Another potential obstacle to the plan can be found on Capitol Hill. Treasury Secretary Timothy Geithner was on the Hill yesterday defending the plan to skeptical senators. If the chilly reception at the Senate banking committee is anything to go by, this could be a tough sell. The New York Times writes that senators "signaled an unwillingness to accept the White House recommendations intact, particularly the idea of expanding the powers of the Federal Reserve to enable it to regulate risk across the financial system." Geithner tried to play down the new Fed powers as "quite modest," but the senators weren't buying it. His next stop is the House financial services committee, where another hostile audience awaits.
Today's white-collar-crime beat leads off with the arrest of billionaire financier R. Allen Stanford outside his girlfriend's home in Fredericksburg, Va., Bloomberg reports. The 59-year-old is accused of masterminding a complicated $8 billion investment fraud through his Antigua-based bank. Stanford's attorney Dick DeGuerin told Bloomberg the bust went down like this on Thursday: "Federal agents in black SUVs surrounded his girlfriend's house this afternoon, and just sat there. I told him to walk out and introduce himself. So he did, and he asked them, 'If you've got a warrant, take me into custody. If you don't, I'm going to Houston.' And they did, so they arrested him." It was a bad day for former HealthSouth (HLS) CEO Richard Scrushy, too. On Thursday, Scrushy was hit with a "staggering" $2.88 billion civil suit judgement for his part in an accounting scam that unraveled in 2003. "But after six years of legal wrangling over the fraud at the rehabilitation chain, the question is, does Mr. Scrushy have any money left to pay the judgment?" the WSJ wonders.

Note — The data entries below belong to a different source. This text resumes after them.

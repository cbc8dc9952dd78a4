//! File consistency and conflict-resolution engine for Vellum.
//!
//! A logical document is one primary file plus any number of fragment files
//! embedded into it. This crate keeps the in-memory canonical content, the
//! on-disk copies, and a live editing surface consistent: it detects external
//! changes, negotiates resolutions with the user through a conflict dialog,
//! and applies the chosen actions transactionally.
//!
//! [`DocumentSession`] is the facade host applications embed; the modules
//! underneath are usable on their own:
//!
//! - `tracked_file` / `registry`: per-file state and the path-keyed index
//! - `snapshot`: the optimistic-concurrency token over registry state
//! - `bridge`: the suspended request/response conflict dialog handshake
//! - `executor`: the phased, fail-fast batch action executor
//! - `save`: the serialized save pipeline with pre-save conflict checks
//! - `sync_check`: read-only drift diagnostics

use std::collections::HashMap;
use std::io;
use std::path::{Path, PathBuf};
use std::sync::Arc;

use thiserror::Error;
use tracing::info;

use vellum_types::{
    ActionRequest, BatchReport, ConflictReply, ContentSyncReport, FileKind, SnapshotToken,
    TrackedFilesState,
};
use vellum_utils::{normalize_path, recover_bak_file};

pub mod bridge;
pub mod config;
pub mod executor;
pub mod registry;
pub mod save;
pub mod saver;
pub mod snapshot;
pub mod sync_check;
pub mod tracked_file;

pub use bridge::{ConflictBridge, ConflictResolution, ConflictTransport, DEFAULT_DIALOG_TIMEOUT};
pub use config::{ConfigError, SessionConfig, SessionConfigFile};
pub use executor::execute_batch;
pub use registry::{Anomaly, ConsistencyReport, FileRegistry};
pub use save::{PipelineError, SaveOutcome, SavePipeline, SaveScope};
pub use saver::{DiskSaver, FileSaver, SaveError, SaveFut, SaveOptions};
pub use snapshot::compute_snapshot_token;
pub use sync_check::verify_content_sync;
pub use tracked_file::TrackedFile;


/// Session-level failures surfaced to the embedding application.
#[derive(Debug, Error)]
pub enum SessionError {
    #[error("failed to read {path}: {source}")]
    Read {
        path: String,
        #[source]
        source: io::Error,
    },
    #[error("path does not resolve: {path:?}")]
    BadPath { path: String },
    #[error("file is not tracked: {path}")]
    NotTracked { path: String },
    #[error("{kind} is not a fragment kind")]
    NotAFragment { kind: &'static str },
}

/// One open logical document and everything needed to keep it consistent.
///
/// Methods take `&self`; all mutable state lives behind the registry mutex
/// and the pipeline's own serialization. Dropping the session cancels every
/// pending conflict dialog so no caller is left hanging.
pub struct DocumentSession {
    registry: tokio::sync::Mutex<FileRegistry>,
    bridge: Arc<ConflictBridge>,
    pipeline: SavePipeline,
    saver: Arc<dyn FileSaver>,
}

impl DocumentSession {
    /// Open a session on an existing primary file.
    pub async fn open(primary_path: PathBuf, config: SessionConfig) -> Result<Self, SessionError> {
        let primary_path = normalize_path(&primary_path);
        let (content, mtime) = read_with_mtime(&primary_path).await?;
        let relative = primary_path
            .file_name()
            .map_or_else(|| primary_path.clone(), PathBuf::from);

        let primary = TrackedFile::adopted(
            primary_path.clone(),
            relative,
            FileKind::Primary,
            content,
            mtime,
        );
        info!(path = %primary_path.display(), "Opened document session");
        Ok(Self {
            registry: tokio::sync::Mutex::new(FileRegistry::new(primary)),
            bridge: Arc::new(ConflictBridge::new(config.dialog_timeout)),
            pipeline: SavePipeline::with_file_sync(config.file_sync),
            saver: Arc::new(DiskSaver),
        })
    }

    /// Replace the disk saver. Used by embeddings that need custom
    /// persistence and by tests.
    #[must_use]
    pub fn with_saver(mut self, saver: Arc<dyn FileSaver>) -> Self {
        self.saver = saver;
        self
    }

    /// Track a fragment file, reading its current disk content as the
    /// baseline. Re-tracking an already-tracked path re-adopts from disk.
    pub async fn track_fragment(&self, raw_path: &str, kind: FileKind) -> Result<(), SessionError> {
        if !kind.is_fragment() {
            return Err(SessionError::NotAFragment {
                kind: kind.as_str(),
            });
        }
        let mut registry = self.registry.lock().await;
        let path = registry
            .resolve(raw_path)
            .ok_or_else(|| SessionError::BadPath {
                path: raw_path.to_string(),
            })?;
        let relative = relative_to(&path, registry.primary_dir());
        let (content, mtime) = read_with_mtime(&path).await?;
        registry.track(TrackedFile::adopted(path, relative, kind, content, mtime));
        Ok(())
    }

    /// Stop tracking a fragment. Returns false for unknown paths and for the
    /// primary file, which cannot be untracked.
    pub async fn untrack(&self, raw_path: &str) -> bool {
        let mut registry = self.registry.lock().await;
        let Some(path) = registry.resolve(raw_path) else {
            return false;
        };
        registry.unregister(&path).is_some()
    }

    /// Replace a file's canonical content (a programmatic edit).
    pub async fn update_content(&self, raw_path: &str, content: String) -> Result<(), SessionError> {
        self.with_file(raw_path, |file| file.set_content(content))
            .await
    }

    /// Record the live text of the secondary editing surface.
    pub async fn update_editor_buffer(
        &self,
        raw_path: &str,
        text: String,
    ) -> Result<(), SessionError> {
        self.with_file(raw_path, |file| file.set_editor_buffer(text))
            .await
    }

    /// Enter or leave edit mode. Leaving discards unflushed keystrokes; the
    /// caller is responsible for flushing or confirming first.
    pub async fn set_edit_mode(&self, raw_path: &str, editing: bool) -> Result<(), SessionError> {
        self.with_file(raw_path, |file| {
            if editing {
                file.enter_edit_mode();
            } else {
                file.exit_edit_mode();
            }
        })
        .await
    }

    /// Full registry view plus the token required for batch submissions.
    /// Refreshes disk state first, so the summaries reflect current reality.
    pub async fn tracked_files_state(&self) -> TrackedFilesState {
        let mut registry = self.registry.lock().await;
        registry.refresh_all_disk_state().await;
        registry.state_summary()
    }

    /// Execute a batch of conflict-resolution actions against the current
    /// state. See [`executor::execute_batch`] for the phase contract.
    pub async fn apply_batch_file_actions(
        &self,
        token: &SnapshotToken,
        requests: &[ActionRequest],
    ) -> BatchReport {
        let mut registry = self.registry.lock().await;
        execute_batch(&mut registry, self.saver.as_ref(), token, requests).await
    }

    /// Route a conflict dialog answer to its waiting session.
    pub fn handle_conflict_reply(&self, reply: ConflictReply) {
        self.bridge.handle_reply(reply);
    }

    /// Cancel every pending conflict dialog.
    pub fn cancel_all_dialogs(&self) {
        self.bridge.cancel_all();
    }

    /// Number of conflict dialogs currently awaiting an answer.
    #[must_use]
    pub fn pending_dialogs(&self) -> usize {
        self.bridge.pending_count()
    }

    /// Save dirty files in scope, running the pre-save conflict handshake
    /// over `transport` when external changes are found.
    pub async fn save(
        &self,
        transport: &dyn ConflictTransport,
        scope: SaveScope,
    ) -> Result<SaveOutcome, PipelineError> {
        self.pipeline
            .save(
                &self.registry,
                &self.bridge,
                transport,
                self.saver.as_ref(),
                scope,
            )
            .await
    }

    /// Read-only three-way digest diagnostics across all tracked files.
    pub async fn verify_content_sync(
        &self,
        frontend_digests: Option<&HashMap<String, String>>,
    ) -> ContentSyncReport {
        let registry = self.registry.lock().await;
        verify_content_sync(&registry, frontend_digests).await
    }

    /// Registry self-check diagnostics.
    pub async fn consistency_report(&self) -> ConsistencyReport {
        self.registry.lock().await.consistency_report()
    }

    async fn with_file(
        &self,
        raw_path: &str,
        apply: impl FnOnce(&mut TrackedFile),
    ) -> Result<(), SessionError> {
        let mut registry = self.registry.lock().await;
        match registry.find_by_path_mut(raw_path) {
            Some(file) => {
                apply(file);
                Ok(())
            }
            None => Err(SessionError::NotTracked {
                path: raw_path.to_string(),
            }),
        }
    }
}

impl Drop for DocumentSession {
    fn drop(&mut self) {
        self.bridge.cancel_all();
    }
}

/// Read a file and its mtime for adoption, restoring a leftover `.bak` from
/// an interrupted atomic write first.
async fn read_with_mtime(path: &Path) -> Result<(String, Option<std::time::SystemTime>), SessionError> {
    let recover_path = path.to_path_buf();
    let _ = tokio::task::spawn_blocking(move || recover_bak_file(&recover_path)).await;
    let content = tokio::fs::read_to_string(path)
        .await
        .map_err(|source| SessionError::Read {
            path: path.display().to_string(),
            source,
        })?;
    let mtime = tokio::fs::metadata(path)
        .await
        .ok()
        .and_then(|meta| meta.modified().ok());
    Ok((content, mtime))
}

/// Best-effort relative form for display: strip the primary directory prefix
/// when the path lives under it, otherwise keep the absolute path.
fn relative_to(path: &Path, base: &Path) -> PathBuf {
    path.strip_prefix(base)
        .map_or_else(|_| path.to_path_buf(), Path::to_path_buf)
}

The pace of job losses across the nation seems to be slowing according to new figures from the Labor Department, the AP reports via the NYT. The total number of people on the unemployment-insurance rolls fell by 148,000, to 6.69 million—the first decrease since early '09 and the largest monthly drop in seven years, notes the Christian Science Monitor. However, before we all get too excited, nearly half of the unemployment recipients had exhausted the 26 weeks of benefits provided under the regular state-level programs without finding new work. That suggests while the mass culling of jobs has eased, employers still see little reason to start hiring again. And just to temper optimism further, the number of new people signing up for benefits for the first time rose 3,000 to 608,000.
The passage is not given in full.